Where does the string "produced" appear in the listing below? Copy every line where it does.

§ **Exercise inputs**:

┌──

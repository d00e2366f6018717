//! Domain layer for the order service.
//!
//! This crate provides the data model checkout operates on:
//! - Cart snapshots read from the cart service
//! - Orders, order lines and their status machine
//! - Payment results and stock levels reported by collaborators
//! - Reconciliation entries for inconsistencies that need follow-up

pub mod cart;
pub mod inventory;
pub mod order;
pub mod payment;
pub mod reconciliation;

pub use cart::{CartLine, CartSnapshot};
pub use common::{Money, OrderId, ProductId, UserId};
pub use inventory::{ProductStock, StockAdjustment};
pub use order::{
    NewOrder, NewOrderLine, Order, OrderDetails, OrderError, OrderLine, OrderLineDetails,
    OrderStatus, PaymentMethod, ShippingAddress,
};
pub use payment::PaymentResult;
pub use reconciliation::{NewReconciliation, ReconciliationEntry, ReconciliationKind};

└──
┌──

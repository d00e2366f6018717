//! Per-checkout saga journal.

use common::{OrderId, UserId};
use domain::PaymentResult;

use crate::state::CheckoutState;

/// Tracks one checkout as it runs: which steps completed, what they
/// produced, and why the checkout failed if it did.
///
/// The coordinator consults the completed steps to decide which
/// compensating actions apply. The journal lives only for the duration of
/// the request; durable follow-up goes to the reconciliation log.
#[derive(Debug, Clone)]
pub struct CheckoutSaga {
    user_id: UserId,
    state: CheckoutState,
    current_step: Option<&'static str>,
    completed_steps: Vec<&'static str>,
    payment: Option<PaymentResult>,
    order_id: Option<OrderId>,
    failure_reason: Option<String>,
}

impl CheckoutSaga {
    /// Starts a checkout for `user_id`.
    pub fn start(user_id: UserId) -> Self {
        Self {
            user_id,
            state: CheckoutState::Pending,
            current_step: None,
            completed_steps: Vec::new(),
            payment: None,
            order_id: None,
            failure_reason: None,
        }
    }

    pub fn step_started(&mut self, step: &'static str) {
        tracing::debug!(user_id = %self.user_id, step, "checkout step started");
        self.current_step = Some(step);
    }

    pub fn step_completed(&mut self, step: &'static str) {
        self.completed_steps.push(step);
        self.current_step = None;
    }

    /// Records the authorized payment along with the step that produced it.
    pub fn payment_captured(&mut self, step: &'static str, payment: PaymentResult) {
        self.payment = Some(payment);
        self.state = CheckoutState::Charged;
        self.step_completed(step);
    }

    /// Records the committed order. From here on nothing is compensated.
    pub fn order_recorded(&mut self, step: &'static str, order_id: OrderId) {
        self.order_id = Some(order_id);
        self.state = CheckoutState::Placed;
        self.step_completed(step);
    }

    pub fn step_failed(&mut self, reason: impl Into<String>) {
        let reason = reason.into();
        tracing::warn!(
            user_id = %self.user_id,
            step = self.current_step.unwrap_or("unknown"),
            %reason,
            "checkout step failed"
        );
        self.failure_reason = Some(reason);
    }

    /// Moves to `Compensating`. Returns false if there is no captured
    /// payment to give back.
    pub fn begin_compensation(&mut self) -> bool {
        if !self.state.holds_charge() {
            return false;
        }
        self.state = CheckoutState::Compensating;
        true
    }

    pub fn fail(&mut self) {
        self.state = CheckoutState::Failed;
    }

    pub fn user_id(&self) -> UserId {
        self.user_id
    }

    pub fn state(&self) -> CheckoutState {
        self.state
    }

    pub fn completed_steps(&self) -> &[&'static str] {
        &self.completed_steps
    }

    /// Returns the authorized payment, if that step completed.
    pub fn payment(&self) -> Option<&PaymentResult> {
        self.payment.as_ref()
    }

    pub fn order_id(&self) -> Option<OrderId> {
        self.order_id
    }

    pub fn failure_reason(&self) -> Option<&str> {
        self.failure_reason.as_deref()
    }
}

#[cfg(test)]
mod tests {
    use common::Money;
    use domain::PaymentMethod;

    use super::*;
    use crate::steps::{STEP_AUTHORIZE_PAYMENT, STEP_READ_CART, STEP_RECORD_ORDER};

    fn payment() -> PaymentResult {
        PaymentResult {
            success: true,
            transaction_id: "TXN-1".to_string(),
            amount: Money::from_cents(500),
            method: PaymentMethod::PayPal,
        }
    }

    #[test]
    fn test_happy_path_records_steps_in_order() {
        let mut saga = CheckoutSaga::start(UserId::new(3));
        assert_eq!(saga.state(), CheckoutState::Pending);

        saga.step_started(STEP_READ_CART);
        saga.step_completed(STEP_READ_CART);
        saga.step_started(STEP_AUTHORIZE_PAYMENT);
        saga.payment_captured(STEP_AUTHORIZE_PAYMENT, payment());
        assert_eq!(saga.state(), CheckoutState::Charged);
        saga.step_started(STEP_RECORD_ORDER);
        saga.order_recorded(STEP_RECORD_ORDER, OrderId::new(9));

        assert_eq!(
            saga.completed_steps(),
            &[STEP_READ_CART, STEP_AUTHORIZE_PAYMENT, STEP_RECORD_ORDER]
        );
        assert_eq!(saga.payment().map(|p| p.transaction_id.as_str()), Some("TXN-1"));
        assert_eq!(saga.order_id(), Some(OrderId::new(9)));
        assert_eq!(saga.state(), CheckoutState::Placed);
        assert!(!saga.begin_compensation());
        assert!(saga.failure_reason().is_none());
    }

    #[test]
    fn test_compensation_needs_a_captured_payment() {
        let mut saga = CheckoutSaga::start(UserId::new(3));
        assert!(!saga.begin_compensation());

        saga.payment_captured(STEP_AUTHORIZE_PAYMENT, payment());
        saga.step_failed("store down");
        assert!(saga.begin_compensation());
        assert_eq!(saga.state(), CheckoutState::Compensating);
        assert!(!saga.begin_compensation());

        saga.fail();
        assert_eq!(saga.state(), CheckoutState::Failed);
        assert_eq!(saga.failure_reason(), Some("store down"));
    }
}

└──

§ **Output of the exercise**:
/// produced, and why the checkout failed if it did.
    /// Records the authorized payment along with the step that produced it.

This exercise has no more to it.